Question

Create a vector-valued function whose graph matches the given description. An ellipse, centered at (3,-2) with horizontal major axis of length 6 and minor axis of length \(4,\) traced once clockwise on \([0,2 \pi]\)

Short answer

\(\mathbf{r}(t) = \langle 3 + 3\cos(t), -2 - 2\sin(t) \rangle\) traces the ellipse clockwise.

Step-by-step solution

Understanding the Problem

We need to create a vector-valued function that describes an ellipse centered at \((3, -2)\) with a horizontal major axis and a minor axis. The major axis is 6 units in length, and the minor axis is 4 units long. The ellipse should be traced clockwise over the interval \([0, 2\pi]\).

Derive the Parametric Equations of an Ellipse

For an ellipse centered at \((h, k)\), with a major axis of length \(2a\) and a minor axis of length \(2b\), the standard parametric equations are \(x(t) = h + a\cos(t)\) and \(y(t) = k + b\sin(t)\). Here, \(a = 3\) and \(b = 2\).

Adjust for Clockwise Tracing

To trace the ellipse clockwise, we replace \(t\) with \(-t\) in the sine function, obtaining: \(x(t) = 3 + 3\cos(t)\) and \(y(t) = -2 - 2\sin(t)\).

Write the Vector-Valued Function

Combining the x and y components, the vector-valued function is \(\mathbf{r}(t) = \langle 3 + 3\cos(t), -2 - 2\sin(t) \rangle\) for \(t \in [0, 2\pi]\).

Key concepts

Ellipse

An ellipse is a geometric shape that looks like a stretched circle. Imagine a circle being pulled from two sides, and you get an ellipse.
The ellipse has two axes, a major and a minor axis.
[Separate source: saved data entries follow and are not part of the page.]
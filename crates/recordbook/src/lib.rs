//! # recordbook
//!
//! Turn sequences of records into styled XLSX workbooks, optionally
//! password protected, and read such workbooks back.
//!
//! ## Features
//!
//! - Explicit column mappings, or a per-type schema through [`Record`]
//! - Title rows merged across the sheet, an optional bold header row
//! - Styling callbacks for titles, columns, header cells and data cells
//! - One deduplicated style table and one shared-string table per workbook
//! - Agile (AES) password encryption of the written package
//!
//! ## Example
//!
//! ```rust
//! use recordbook::prelude::*;
//!
//! struct Person {
//!     last_name: String,
//!     year_born: i32,
//! }
//!
//! impl Record for Person {
//!     fn columns() -> ColumnMapping<Self> {
//!         ColumnMapping::new()
//!             .column("Last Name", |p: &Person| p.last_name.as_str().into())
//!             .column("Year of Birth", |p: &Person| p.year_born.into())
//!     }
//! }
//!
//! let people = vec![
//!     Person { last_name: "Field".into(), year_born: 1946 },
//!     Person { last_name: "Spader".into(), year_born: 1960 },
//! ];
//!
//! let bytes = WorkbookBuilder::new()
//!     .sheet(SheetBuilder::for_record("Actors").with_title("Actors"), &people)?
//!     .to_xlsx(Some("Test1234"))?;
//!
//! let workbook = recordbook::read_xlsx(&bytes, Some("Test1234"))?;
//! let sheet = workbook.sheet(0).unwrap();
//! assert_eq!(sheet.row_count(), 4);
//! assert_eq!(sheet.get_value("A2")?, CellValue::string("Last Name"));
//! # Ok::<(), recordbook::Error>(())
//! ```

pub mod columns;
pub mod config;
pub mod error;
pub mod prelude;
pub mod sheet;
pub mod workbook;

pub use columns::{ColumnDef, ColumnMapping, Record};
pub use config::{ColumnFormat, SheetConfig};
pub use error::{Error, Result};
pub use sheet::SheetBuilder;
pub use workbook::WorkbookBuilder;

// Re-export core types
pub use recordbook_core::{
    Alignment, BorderEdge, BorderLineStyle, BorderSide, BorderStyle, CellAddress, CellRange,
    CellValue, Color, Column, FieldValue, FillStyle, FontStyle, HorizontalAlignment, NumberFormat,
    PatternType, Row, RowKind, Style, StyleTable, Underline, VerticalAlignment, Workbook,
    WorkbookSettings, Worksheet, MAX_COLS, MAX_ROWS, MAX_SHEET_NAME_LEN,
};

// Re-export package types
pub use recordbook_xlsx::{
    EncryptionOptions, HashAlgorithm, PackageReader, PackageWriter, WriteOptions, XlsxError,
};

use std::path::Path;

/// Name of the sheet created by the one-call helpers
pub const DEFAULT_SHEET_NAME: &str = "Sheet1";

/// Build a single-sheet workbook from records using their schema columns
pub fn to_workbook<R: Record>(records: &[R], include_header: bool) -> Result<Workbook> {
    let mut sheet = SheetBuilder::for_record(DEFAULT_SHEET_NAME);
    if !include_header {
        sheet = sheet.without_header();
    }
    Ok(WorkbookBuilder::new().sheet(sheet, records)?.build())
}

/// Serialize records to unencrypted package bytes using their schema columns
pub fn to_xlsx<R: Record>(records: &[R], include_header: bool) -> Result<Vec<u8>> {
    let workbook = to_workbook(records, include_header)?;
    Ok(PackageWriter::write(&workbook, None)?)
}

/// Parse package bytes, decrypting them when a password is given
pub fn read_xlsx(bytes: &[u8], password: Option<&str>) -> Result<Workbook> {
    Ok(PackageReader::read(bytes, password)?)
}

/// Extension trait for Workbook to add file I/O
pub trait WorkbookExt: Sized {
    /// Open a workbook file, decrypting it when a password is given
    fn open<P: AsRef<Path>>(path: P, password: Option<&str>) -> Result<Self>;

    /// Save the workbook to a file, encrypting it when a password is given
    fn save<P: AsRef<Path>>(&self, path: P, password: Option<&str>) -> Result<()>;
}

impl WorkbookExt for Workbook {
    fn open<P: AsRef<Path>>(path: P, password: Option<&str>) -> Result<Workbook> {
        Ok(PackageReader::read_file(path, password)?)
    }

    fn save<P: AsRef<Path>>(&self, path: P, password: Option<&str>) -> Result<()> {
        let mut options = WriteOptions::new();
        if let Some(password) = password {
            options = options.with_password(password);
        }
        Ok(PackageWriter::write_file(self, path, &options)?)
    }
}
• The **major axis** is the longest diameter of the ellipse.
• The **minor axis** is the shortest diameter.

In the given problem, the major axis of the ellipse measures 6 units, and the minor axis is 4 units.
This tells us how wide and tall the ellipse is when placed on a coordinate plane. The center of the ellipse is at the point (3, -2).
This means the entire shape is shifted 3 units right and 2 units down from the origin.

Parametric Equations

Parametric equations allow us to describe curves like ellipses using a parameter, usually denoted as \( t \).
For an ellipse centered at \((h, k)\), the general parametric form is:

• \(x(t) = h + a\cos(t)\)
• \(y(t) = k + b\sin(t)\)

The parameters \(a\) and \(b\) represent half the lengths of the major and minor axes, respectively.
In our problem, \(a = 3\) (half of the horizontal major axis) and \(b = 2\) (half of the vertical minor axis).These equations parametrize the ellipse, meaning they define the ellipse's location for each value of \(t\).
As \(t\) changes from \(0\) to \(2\pi\), the equations take us around the entire shape.

Clockwise Tracing

Clockwise tracing of a path or shape takes you in a direction around it like the hands of a clock, starting from the top.
To make the ellipse trace clockwise, we change the direction of one component of the motion.In mathematical terms, this is done by adjusting the sign of the trigonometric function responsible for the vertical movement.
Instead of \(y(t) = k + b \sin(t)\), we use \(y(t) = k - b \sin(t)\).
This effectively reverses the vertical motion, making \(y\) decrease when it would normally increase.The trick swaps the direction in which points move along the path of the ellipse from counterclockwise to clockwise.
So in our solution, we've used \(-2 - 2\sin(t)\) to make the ellipse trace clockwise.

Vector Function

A vector function describes a curve by combining its horizontal and vertical components into a single mathematical expression.
For any point on our ellipse, this is shown as a vector \(\mathbf{r}(t)\).In our exercise, the vector function is written as:\[ \mathbf{r}(t) = \langle 3 + 3\cos(t), -2 - 2\sin(t) \rangle \] What does this mean?

• \(3 + 3\cos(t)\) gives the x-coordinate (horizontal position).
• \(-2 - 2\sin(t)\) gives the y-coordinate (vertical position).

By using this format, we capture both directions of movement at once.
This vector includes the position (3, -2) as its center and makes sure the ellipse traces along the correct path defined by \(t\).